The outbreak was caused by tainted epidural steroid injections of methylprednisolone acetate compounded by NECC. The products went to customers in 23 states. The Centers for Disease Control and Prevention said that 751 people in 20 states were diagnosed with fungal infections after receiving them and, according to prosecutors, 64 of those died.
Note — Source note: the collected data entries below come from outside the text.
//! Value object trait: equality by value, not identity.

/// Marker trait for value objects.
///
/// Value objects are **immutable** and **compared by value**: two instances
/// with the same attribute values are the same value. `Money` is the canonical
/// example here — `Money::from_major(50)` is equal to any other
/// `Money::from_major(50)` regardless of where either came from. To "modify" a
/// value object, construct a new one.
pub trait ValueObject: Clone + PartialEq + core::fmt::Debug {}
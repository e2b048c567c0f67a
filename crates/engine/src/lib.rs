//! `clubdues-engine` — infrastructure seam around the membership and fee
//! domains: collaborator contracts, an in-memory store for tests/dev, the
//! read-side fee service, and the recalculation orchestrator.

pub mod error;
pub mod in_memory;
pub mod orchestrator;
pub mod service;
pub mod sink;
pub mod store;

pub use error::EngineError;
pub use in_memory::InMemoryClubStore;
pub use orchestrator::Recalculator;
pub use service::FeeService;
pub use sink::{RecordingSink, StateChange, StateChangeSink};
pub use store::{ClubStore, MembershipStateStore, StoreError};
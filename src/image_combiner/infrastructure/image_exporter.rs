use crate::domain::composite::CompositeResult;
use crate::domain::export_format::ExportFormat;
use crate::domain::exporter_trait::Exporter;
use super::error::InfrastructureError;
use std::io::Cursor;

/// Encodes composites with the image crate's built-in encoders. PNG and WebP
/// are lossless; JPEG uses the encoder's default quality.
pub struct RasterExporter;

impl RasterExporter {
    pub fn new() -> Self {
        Self
    }
}

impl Exporter for RasterExporter {
    fn export(
        &self,
        surface: &CompositeResult,
        format: ExportFormat,
    ) -> Result<Vec<u8>, InfrastructureError> {
        if surface.width() == 0 || surface.height() == 0 {
            return Err(InfrastructureError::Encoding(format!(
                "cannot encode a {}x{} surface as {}",
                surface.width(),
                surface.height(),
                format
            )));
        }

        let mut buffer = Cursor::new(Vec::new());
        surface
            .to_dynamic()
            .write_to(&mut buffer, format.image_format())
            .map_err(|e| InfrastructureError::Encoding(format!("{}: {}", format, e)))?;

        let bytes = buffer.into_inner();
        tracing::debug!(%format, len = bytes.len(), "Encoded composite");
        Ok(bytes)
    }
}

#[cfg(test)]
mod tests {
    use super::*;
    use image::{GenericImageView, Rgb, RgbImage};

    fn gradient(width: u32, height: u32) -> RgbImage {
        RgbImage::from_fn(width, height, |x, y| {
            Rgb([(x % 256) as u8, (y % 256) as u8, ((x + y) % 256) as u8])
        })
    }

    #[test]
    fn test_png_export_is_lossless() {
        let source = gradient(800, 600);
        let surface = CompositeResult::new(source.clone());
        let bytes = RasterExporter::new().export(&surface, ExportFormat::Png).unwrap();

        assert_eq!(&bytes[..4], &[0x89, b'P', b'N', b'G']);
        let decoded = image::load_from_memory(&bytes).unwrap();
        assert_eq!(decoded.dimensions(), (800, 600));
        assert_eq!(decoded.to_rgb8(), source);
    }

    #[test]
    fn test_jpeg_and_webp_exports_decode_to_same_size() {
        let surface = CompositeResult::new(gradient(64, 48));
        let exporter = RasterExporter::new();

        let jpeg = exporter.export(&surface, ExportFormat::Jpeg).unwrap();
        assert_eq!(&jpeg[..2], &[0xFF, 0xD8]);
        assert_eq!(image::load_from_memory(&jpeg).unwrap().dimensions(), (64, 48));

        let webp = exporter.export(&surface, ExportFormat::WebP).unwrap();
        assert_eq!(&webp[..4], b"RIFF");
        assert_eq!(&webp[8..12], b"WEBP");
        assert_eq!(image::load_from_memory(&webp).unwrap().dimensions(), (64, 48));
    }

    #[test]
    fn test_zero_dimension_surface_fails_to_encode() {
        let surface = CompositeResult::new(RgbImage::new(0, 0));
        match RasterExporter::new().export(&surface, ExportFormat::Png) {
            Err(InfrastructureError::Encoding(msg)) => assert!(msg.contains("0x0")),
            other => panic!("Expected Encoding error, got {:?}", other),
        }
    }
}
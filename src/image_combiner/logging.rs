//! Tracing setup for the combiner binary.

use crate::config::LoggingConfig;
use tracing_subscriber::EnvFilter;

/// Filter used when neither `RUST_LOG` nor the config yields a valid one:
/// this crate at info, per-request traces at debug, dependencies at warn.
pub const DEFAULT_FILTER: &str = "warn,image_combiner=info,tower_http=debug";

/// `RUST_LOG` wins over the configured level. A configured level that fails
/// to parse falls back to [`DEFAULT_FILTER`].
pub fn build_filter(config: &LoggingConfig) -> EnvFilter {
    EnvFilter::try_from_default_env()
        .or_else(|_| EnvFilter::try_new(&config.level))
        .unwrap_or_else(|_| EnvFilter::new(DEFAULT_FILTER))
}

pub fn init_logging(config: &LoggingConfig) {
    let builder = tracing_subscriber::fmt().with_env_filter(build_filter(config));

    // Ignored when a subscriber is already installed.
    let _ = if config.json {
        builder.json().with_current_span(false).try_init()
    } else {
        builder.with_target(true).compact().try_init()
    };
}
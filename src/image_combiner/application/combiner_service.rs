use super::error::ApplicationError;
use serde::Serialize;
use std::sync::Arc;
use tokio::sync::Mutex;

use crate::domain::compositor_trait::Compositor;
use crate::domain::decoder_trait::ImageDecoder;
use crate::domain::export_format::ExportFormat;
use crate::domain::exporter_trait::Exporter;
use crate::domain::image::SelectedImage;
use crate::domain::selection::{SelectionSlots, SelectionSnapshot};
use crate::domain::session::{Session, SessionState};
use crate::domain::slot::Slot;

pub const NOT_READY_WARNING: &str = "Please select two images first.";

#[derive(Debug, Clone, Copy, PartialEq, Eq, Serialize)]
#[serde(rename_all = "lowercase")]
pub enum LoadOutcome {
    /// Decoded and stored in the slot.
    Loaded,
    /// Not an image media type; nothing changed.
    Ignored,
    /// A newer selection for the same slot arrived first; this one was dropped.
    Superseded,
}

#[derive(Debug, Clone, Copy, PartialEq, Eq, Serialize)]
pub struct ResultSummary {
    pub width: u32,
    pub height: u32,
}

#[derive(Debug, Clone, PartialEq, Serialize)]
#[serde(rename_all = "camelCase")]
pub struct SessionSnapshot {
    pub state: SessionState,
    pub selection: SelectionSnapshot,
    pub format: ExportFormat,
    pub result: Option<ResultSummary>,
}

#[derive(Debug)]
pub struct ExportedImage {
    pub bytes: Vec<u8>,
    pub mime_type: &'static str,
    pub file_name: String,
}

pub struct CombinerService {
    session: Mutex<Session>,
    decoder: Arc<dyn ImageDecoder + Send + Sync>,
    compositor: Arc<dyn Compositor + Send + Sync>,
    exporter: Arc<dyn Exporter + Send + Sync>,
    separator_width: u32,
}

fn is_image_media_type(media_type: &str) -> bool {
    media_type.trim().to_ascii_lowercase().starts_with("image/")
}

fn join_error(e: tokio::task::JoinError) -> ApplicationError {
    ApplicationError::BackgroundTask(e.to_string())
}

impl CombinerService {
    pub fn new(
        selection: SelectionSlots,
        decoder: Arc<dyn ImageDecoder + Send + Sync>,
        compositor: Arc<dyn Compositor + Send + Sync>,
        exporter: Arc<dyn Exporter + Send + Sync>,
        separator_width: u32,
        default_format: ExportFormat,
    ) -> Self {
        Self {
            session: Mutex::new(Session::new(selection, default_format)),
            decoder,
            compositor,
            exporter,
            separator_width,
        }
    }

    fn snapshot_of(session: &Session) -> SessionSnapshot {
        SessionSnapshot {
            state: session.state(),
            selection: session.selection.snapshot(),
            format: session.format(),
            result: session.composite().map(|c| ResultSummary {
                width: c.width(),
                height: c.height(),
            }),
        }
    }

    pub async fn snapshot(&self) -> SessionSnapshot {
        Self::snapshot_of(&*self.session.lock().await)
    }

    /// Decodes `bytes` off the async executor and stores the result in
    /// `slot`, unless another selection for the same slot started meanwhile.
    /// The session lock is not held while decoding.
    pub async fn load_image(
        &self,
        slot: Slot,
        bytes: Vec<u8>,
        media_type: &str,
        display_name: String,
    ) -> Result<LoadOutcome, ApplicationError> {
        if !is_image_media_type(media_type) {
            tracing::debug!(?slot, media_type, name = %display_name, "Ignoring non-image file");
            return Ok(LoadOutcome::Ignored);
        }

        let ticket = self.session.lock().await.selection.begin_load(slot);
        tracing::info!(
            ?slot,
            generation = ticket.generation,
            name = %display_name,
            size = bytes.len(),
            "Loading image"
        );

        let decoder = Arc::clone(&self.decoder);
        let (raster, bytes) = tokio::task::spawn_blocking(move || {
            decoder.decode(&bytes).map(|raster| (raster, bytes))
        })
        .await
        .map_err(join_error)??;

        let media_type = media_type.trim().to_ascii_lowercase();
        let image = SelectedImage::new(bytes, media_type, raster, display_name);
        let mut session = self.session.lock().await;
        if session.selection.complete_load(ticket, image) {
            Ok(LoadOutcome::Loaded)
        } else {
            Ok(LoadOutcome::Superseded)
        }
    }

    /// Composites both selected images. The session stays locked until the
    /// new result is stored, so a reset cannot interleave with a combine.
    pub async fn combine(
        &self,
        separator_width: Option<u32>,
    ) -> Result<SessionSnapshot, ApplicationError> {
        let separator_width = separator_width.unwrap_or(self.separator_width);
        let mut session = self.session.lock().await;

        let (left, right) = match session.selection.pair() {
            Some((left, right)) => (Arc::clone(&left.raster), Arc::clone(&right.raster)),
            None => {
                tracing::warn!(
                    selected = session.selection.populated(),
                    "Combine requested before two images were selected"
                );
                return Err(ApplicationError::NotReady(NOT_READY_WARNING.to_string()));
            }
        };

        let compositor = Arc::clone(&self.compositor);
        let composite = tokio::task::spawn_blocking(move || {
            compositor.combine(&left, &right, separator_width)
        })
        .await
        .map_err(join_error)??;

        tracing::info!(
            width = composite.width(),
            height = composite.height(),
            separator_width,
            "Combined images"
        );
        session.store_composite(composite);
        Ok(Self::snapshot_of(&session))
    }

    /// Encodes the current composite. Without an explicit format the
    /// session's selected format is used.
    pub async fn export(
        &self,
        format: Option<ExportFormat>,
    ) -> Result<ExportedImage, ApplicationError> {
        let session = self.session.lock().await;
        let format = format.unwrap_or_else(|| session.format());
        let surface = session
            .composite()
            .cloned()
            .ok_or(ApplicationError::NothingToExport)?;

        let exporter = Arc::clone(&self.exporter);
        let bytes = tokio::task::spawn_blocking(move || exporter.export(&surface, format))
            .await
            .map_err(join_error)??;

        tracing::info!(%format, len = bytes.len(), "Exported composite");
        Ok(ExportedImage {
            bytes,
            mime_type: format.mime_type(),
            file_name: format.file_name(),
        })
    }

    pub async fn set_format(&self, format: ExportFormat) -> SessionSnapshot {
        let mut session = self.session.lock().await;
        session.set_format(format);
        Self::snapshot_of(&session)
    }

    pub async fn reset(&self) -> SessionSnapshot {
        let mut session = self.session.lock().await;
        session.reset();
        tracing::info!("Session reset");
        Self::snapshot_of(&session)
    }

    /// Original bytes and media type of the image in `slot`.
    pub async fn slot_preview(&self, slot: Slot) -> Option<(Arc<[u8]>, String)> {
        let session = self.session.lock().await;
        session
            .selection
            .get(slot)
            .map(|image| (Arc::clone(&image.source_bytes), image.media_type.clone()))
    }
}
use image::{DynamicImage, RgbImage};
use std::sync::Arc;

/// The opaque surface produced by a combine.
#[derive(Clone, Debug, PartialEq)]
pub struct CompositeResult {
    surface: Arc<RgbImage>,
}

impl CompositeResult {
    pub fn new(surface: RgbImage) -> Self {
        Self {
            surface: Arc::new(surface),
        }
    }

    pub fn width(&self) -> u32 {
        self.surface.width()
    }

    pub fn height(&self) -> u32 {
        self.surface.height()
    }

    pub fn surface(&self) -> &RgbImage {
        &self.surface
    }

    pub fn to_dynamic(&self) -> DynamicImage {
        DynamicImage::ImageRgb8(self.surface().clone())
    }
}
Cadden and Glenn Chin were arrested in December and charged with second-degree murder. Twelve other people were arrested that day on multiple charges, including racketeering. Prosecutors say Cadden instructed Medical Sales Management Inc., which provided sales and administrative services to NECC, to falsely represent to customers that NECC was complying with the U.S. Pharmacopeia, which sets the standard for the identity, strength, quality and purity of medicines. Glenn Chin allegedly told pharmacy techs to prioritize production over cleanliness and to falsify cleaning records. Prosecutors say certain Defendants neglected to investigate contamination found in “clean rooms” in 37 out of 38 weeks in 2012.
The additional Defendants include director of operations Sharon Carter, clean room pharmacists Gene Svirskiy, Christopher M. Leary and Joseph M. Evanosky, “unlicensed clean room pharmacy technician” Scott Connolly, and checking pharmacist Alla V. Stepanets, among others. The case is in the U.S. District Court for the District of Massachusetts.